_Task brief_: Each entry needs to be reproduced verbatim.

[[ Extracted information open ]]

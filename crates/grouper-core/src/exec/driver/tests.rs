use super::*;
use crate::{
    error::ErrorClass,
    exec::{
        aggregate::{AccumulatorSet, AggregateSpec},
        interrupt::NeverInterrupt,
        predicate::Logical,
        spill::SpillRecord,
    },
    row,
};
use std::sync::atomic::AtomicBool;

fn sum_spec() -> GroupBySpec {
    GroupBySpec::slots(&[0], vec![AggregateSpec::sum(1)])
}

fn key(v: i64) -> GroupKey {
    GroupKey::new(vec![Value::Int(v)])
}

fn input(k: i64, v: i64) -> DirectRow {
    DirectRow::input(key(k), row![k, v])
}

fn partial(spec: &GroupBySpec, k: i64, values: &[i64]) -> SpillRecord {
    let mut accumulators = AccumulatorSet::new(spec.aggregates());
    for v in values {
        accumulators
            .accumulate(spec.aggregates(), &row![k, *v])
            .expect("accumulate");
    }

    SpillRecord {
        key: key(k),
        row_count: values.len() as u64,
        accumulators,
    }
}

fn run(
    spec: &GroupBySpec,
    direct: Vec<DirectRow>,
    partials: Vec<SpillRecord>,
) -> Result<Vec<OutputRow>, InternalError> {
    let mut out: Vec<OutputRow> = Vec::new();
    GroupByDriver::new(spec, PartialStream::new(partials), &NeverInterrupt)
        .run(direct, &mut out)?;

    Ok(out)
}

fn pairs(rows: &[OutputRow]) -> Vec<(Vec<Value>, Vec<Value>)> {
    rows.iter()
        .map(|r| (r.key.clone(), r.aggregates.clone()))
        .collect()
}

#[test]
fn partial_state_joins_its_direct_rows() {
    let spec = sum_spec();

    let out = run(
        &spec,
        vec![input(1, 10), input(2, 5)],
        vec![partial(&spec, 1, &[20])],
    )
    .expect("drive");

    assert_eq!(
        pairs(&out),
        vec![
            (vec![Value::Int(1)], vec![Value::Int(30)]),
            (vec![Value::Int(2)], vec![Value::Int(5)]),
        ]
    );
    assert_eq!(out[0].first_row, Some(row![1, 10]));
    assert_eq!(
        out.iter().map(|r| r.group_num).collect::<Vec<_>>(),
        vec![1, 2]
    );
}

#[test]
fn marker_opens_group_without_accumulating() {
    let spec = sum_spec();

    let out = run(
        &spec,
        vec![DirectRow::marker(key(1))],
        vec![partial(&spec, 1, &[10, 20])],
    )
    .expect("drive");

    assert_eq!(pairs(&out), vec![(vec![Value::Int(1)], vec![Value::Int(30)])]);
    assert_eq!(out[0].first_row, None);
}

#[test]
fn partial_behind_direct_key_is_invariant_violation() {
    let spec = sum_spec();

    let err = run(&spec, vec![input(1, 10)], vec![partial(&spec, 0, &[1])])
        .expect_err("unmatched partial must fail");
    assert_eq!(err.class, ErrorClass::InvariantViolation);
}

#[test]
fn leftover_partial_at_end_is_invariant_violation() {
    let spec = sum_spec();

    let err = run(&spec, vec![input(1, 10)], vec![partial(&spec, 5, &[1])])
        .expect_err("leftover partial must fail");
    assert_eq!(err.class, ErrorClass::InvariantViolation);
}

#[test]
fn unsorted_direct_stream_is_invariant_violation() {
    let spec = sum_spec();

    let err = run(&spec, vec![input(2, 1), input(1, 1)], Vec::new())
        .expect_err("descending input under ascending order must fail");
    assert_eq!(err.class, ErrorClass::InvariantViolation);
}

#[test]
fn having_filters_before_numbering_and_limit_stops_scan() {
    let spec = sum_spec()
        .with_having(|row: &OutputRow| match row.aggregates[0] {
            Value::Int(v) => Logical::from(v > 5),
            _ => Logical::Unknown,
        })
        .with_limit(crate::exec::predicate::GroupLimit::first(1));

    let mut out: Vec<OutputRow> = Vec::new();
    let summary = GroupByDriver::new(&spec, PartialStream::empty(), &NeverInterrupt)
        .run(
            vec![input(1, 1), input(2, 10), input(3, 20), input(4, 30)],
            &mut out,
        )
        .expect("drive");

    assert_eq!(pairs(&out), vec![(vec![Value::Int(2)], vec![Value::Int(10)])]);
    assert_eq!(out[0].group_num, 1, "group 1 failed HAVING and took no number");
    assert!(summary.stop_scan);
    assert_eq!(summary.rows_emitted, 1);
}

#[test]
fn having_error_surfaces_as_predicate_error() {
    let spec = sum_spec().with_having(|_: &OutputRow| Logical::Error("boom".to_string()));

    let err = run(&spec, vec![input(1, 1)], Vec::new()).expect_err("predicate error");
    assert_eq!(err.class, ErrorClass::Predicate);
}

#[test]
fn interrupt_stops_without_emitting() {
    let spec = sum_spec();
    let flag = AtomicBool::new(true);
    let mut out: Vec<OutputRow> = Vec::new();

    let err = GroupByDriver::new(&spec, PartialStream::empty(), &flag)
        .run(vec![input(1, 1)], &mut out)
        .expect_err("interrupted");

    assert!(err.is_interrupted());
    assert!(out.is_empty());
}

#[test]
fn empty_input_finishes_without_rows() {
    let spec = sum_spec();
    let mut driver = GroupByDriver::new(&spec, PartialStream::empty(), &NeverInterrupt);
    let mut out: Vec<OutputRow> = Vec::new();
    let mut input = Vec::new().into_iter();

    while driver.state() != DriverState::Done {
        driver.state = driver.step(&mut input, &mut out).expect("step");
    }

    assert!(out.is_empty());
}

#[test]
fn rollup_emits_supergroups_after_their_base_groups() {
    let spec = GroupBySpec::slots(&[0, 1], vec![AggregateSpec::sum(2)]).with_rollup();
    let direct = [(1, 1, 10), (1, 2, 20), (2, 1, 5)]
        .into_iter()
        .map(|(a, b, v)| {
            let key = GroupKey::new(vec![Value::Int(a), Value::Int(b)]);
            DirectRow::input(key, row![a, b, v])
        })
        .collect();

    let mut out: Vec<OutputRow> = Vec::new();
    GroupByDriver::new(&spec, PartialStream::empty(), &NeverInterrupt)
        .run(direct, &mut out)
        .expect("drive");

    let shape: Vec<_> = out
        .iter()
        .map(|r| (r.key.clone(), r.aggregates[0].clone(), r.rollup_level))
        .collect();
    assert_eq!(
        shape,
        vec![
            (vec![Value::Int(1), Value::Int(1)], Value::Int(10), 0),
            (vec![Value::Int(1), Value::Int(2)], Value::Int(20), 0),
            (vec![Value::Int(1), Value::Null], Value::Int(30), 1),
            (vec![Value::Int(2), Value::Int(1)], Value::Int(5), 0),
            (vec![Value::Int(2), Value::Null], Value::Int(5), 1),
            (vec![Value::Null, Value::Null], Value::Int(35), 2),
        ]
    );
}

[[ Extracted information closed ]]

_Completed task_:
filename crates/grouper-core/src/exec/driver/tests.rs
use super::*;
use crate::{
    error::ErrorClass,
    exec::{
        aggregate::{AccumulatorSet, AggregateSpec},
        interrupt::NeverInterrupt,
        predicate::Logical,
        spill::SpillRecord,
    },
    row,
};
use std::sync::atomic::AtomicBool;

fn sum_spec() -> GroupBySpec {
    GroupBySpec::slots(&[0], vec![AggregateSpec::sum(1)])
}

fn key(v: i64) -> GroupKey {
    GroupKey::new(vec![Value::Int(v)])
}

fn input(k: i64, v: i64) -> DirectRow {
    DirectRow::input(key(k), row![k, v])
}

fn partial(spec: &GroupBySpec, k: i64, values: &[i64]) -> SpillRecord {
    let mut accumulators = AccumulatorSet::new(spec.aggregates());
    for v in values {
        accumulators
            .accumulate(spec.aggregates(), &row![k, *v])
            .expect("accumulate");
    }

    SpillRecord {
        key: key(k),
        row_count: values.len() as u64,
        accumulators,
    }
}

fn run(
    spec: &GroupBySpec,
    direct: Vec<DirectRow>,
    partials: Vec<SpillRecord>,
) -> Result<Vec<OutputRow>, InternalError> {
    let mut out: Vec<OutputRow> = Vec::new();
    GroupByDriver::new(spec, PartialStream::new(partials), &NeverInterrupt)
        .run(direct, &mut out)?;

    Ok(out)
}

fn pairs(rows: &[OutputRow]) -> Vec<(Vec<Value>, Vec<Value>)> {
    rows.iter()
        .map(|r| (r.key.clone(), r.aggregates.clone()))
        .collect()
}

#[test]
fn partial_state_joins_its_direct_rows() {
    let spec = sum_spec();

    let out = run(
        &spec,
        vec![input(1, 10), input(2, 5)],
        vec![partial(&spec, 1, &[20])],
    )
    .expect("drive");

    assert_eq!(
        pairs(&out),
        vec![
            (vec![Value::Int(1)], vec![Value::Int(30)]),
            (vec![Value::Int(2)], vec![Value::Int(5)]),
        ]
    );
    assert_eq!(out[0].first_row, Some(row![1, 10]));
    assert_eq!(
        out.iter().map(|r| r.group_num).collect::<Vec<_>>(),
        vec![1, 2]
    );
}

#[test]
fn marker_opens_group_without_accumulating() {
    let spec = sum_spec();

    let out = run(
        &spec,
        vec![DirectRow::marker(key(1))],
        vec![partial(&spec, 1, &[10, 20])],
    )
    .expect("drive");

    assert_eq!(pairs(&out), vec![(vec![Value::Int(1)], vec![Value::Int(30)])]);
    assert_eq!(out[0].first_row, None);
}

#[test]
fn partial_behind_direct_key_is_invariant_violation() {
    let spec = sum_spec();

    let err = run(&spec, vec![input(1, 10)], vec![partial(&spec, 0, &[1])])
        .expect_err("unmatched partial must fail");
    assert_eq!(err.class, ErrorClass::InvariantViolation);
}

#[test]
fn leftover_partial_at_end_is_invariant_violation() {
    let spec = sum_spec();

    let err = run(&spec, vec![input(1, 10)], vec![partial(&spec, 5, &[1])])
        .expect_err("leftover partial must fail");
    assert_eq!(err.class, ErrorClass::InvariantViolation);
}

#[test]
fn unsorted_direct_stream_is_invariant_violation() {
    let spec = sum_spec();

    let err = run(&spec, vec![input(2, 1), input(1, 1)], Vec::new())
        .expect_err("descending input under ascending order must fail");
    assert_eq!(err.class, ErrorClass::InvariantViolation);
}

#[test]
fn having_filters_before_numbering_and_limit_stops_scan() {
    let spec = sum_spec()
        .with_having(|row: &OutputRow| match row.aggregates[0] {
            Value::Int(v) => Logical::from(v > 5),
            _ => Logical::Unknown,
        })
        .with_limit(crate::exec::predicate::GroupLimit::first(1));

    let mut out: Vec<OutputRow> = Vec::new();
    let summary = GroupByDriver::new(&spec, PartialStream::empty(), &NeverInterrupt)
        .run(
            vec![input(1, 1), input(2, 10), input(3, 20), input(4, 30)],
            &mut out,
        )
        .expect("drive");

    assert_eq!(pairs(&out), vec![(vec![Value::Int(2)], vec![Value::Int(10)])]);
    assert_eq!(out[0].group_num, 1, "group 1 failed HAVING and took no number");
    assert!(summary.stop_scan);
    assert_eq!(summary.rows_emitted, 1);
}

#[test]
fn having_error_surfaces_as_predicate_error() {
    let spec = sum_spec().with_having(|_: &OutputRow| Logical::Error("boom".to_string()));

    let err = run(&spec, vec![input(1, 1)], Vec::new()).expect_err("predicate error");
    assert_eq!(err.class, ErrorClass::Predicate);
}

#[test]
fn interrupt_stops_without_emitting() {
    let spec = sum_spec();
    let flag = AtomicBool::new(true);
    let mut out: Vec<OutputRow> = Vec::new();

    let err = GroupByDriver::new(&spec, PartialStream::empty(), &flag)
        .run(vec![input(1, 1)], &mut out)
        .expect_err("interrupted");

    assert!(err.is_interrupted());
    assert!(out.is_empty());
}

#[test]
fn empty_input_finishes_without_rows() {
    let spec = sum_spec();
    let mut driver = GroupByDriver::new(&spec, PartialStream::empty(), &NeverInterrupt);
    let mut out: Vec<OutputRow> = Vec::new();
    let mut input = Vec::new().into_iter();

    while driver.state() != DriverState::Done {
        driver.state = driver.step(&mut input, &mut out).expect("step");
    }

    assert!(out.is_empty());
}

#[test]
fn rollup_emits_supergroups_after_their_base_groups() {
    let spec = GroupBySpec::slots(&[0, 1], vec![AggregateSpec::sum(2)]).with_rollup();
    let direct = [(1, 1, 10), (1, 2, 20), (2, 1, 5)]
        .into_iter()
        .map(|(a, b, v)| {
            let key = GroupKey::new(vec![Value::Int(a), Value::Int(b)]);
            DirectRow::input(key, row![a, b, v])
        })
        .collect();

    let mut out: Vec<OutputRow> = Vec::new();
    GroupByDriver::new(&spec, PartialStream::empty(), &NeverInterrupt)
        .run(direct, &mut out)
        .expect("drive");

    let shape: Vec<_> = out
        .iter()
        .map(|r| (r.key.clone(), r.aggregates[0].clone(), r.rollup_level))
        .collect();
    assert_eq!(
        shape,
        vec![
            (vec![Value::Int(1), Value::Int(1)], Value::Int(10), 0),
            (vec![Value::Int(1), Value::Int(2)], Value::Int(20), 0),
            (vec![Value::Int(1), Value::Null], Value::Int(30), 1),
            (vec![Value::Int(2), Value::Int(1)], Value::Int(5), 0),
            (vec![Value::Int(2), Value::Null], Value::Int(5), 1),
            (vec![Value::Null, Value::Null], Value::Int(35), 2),
        ]
    );
}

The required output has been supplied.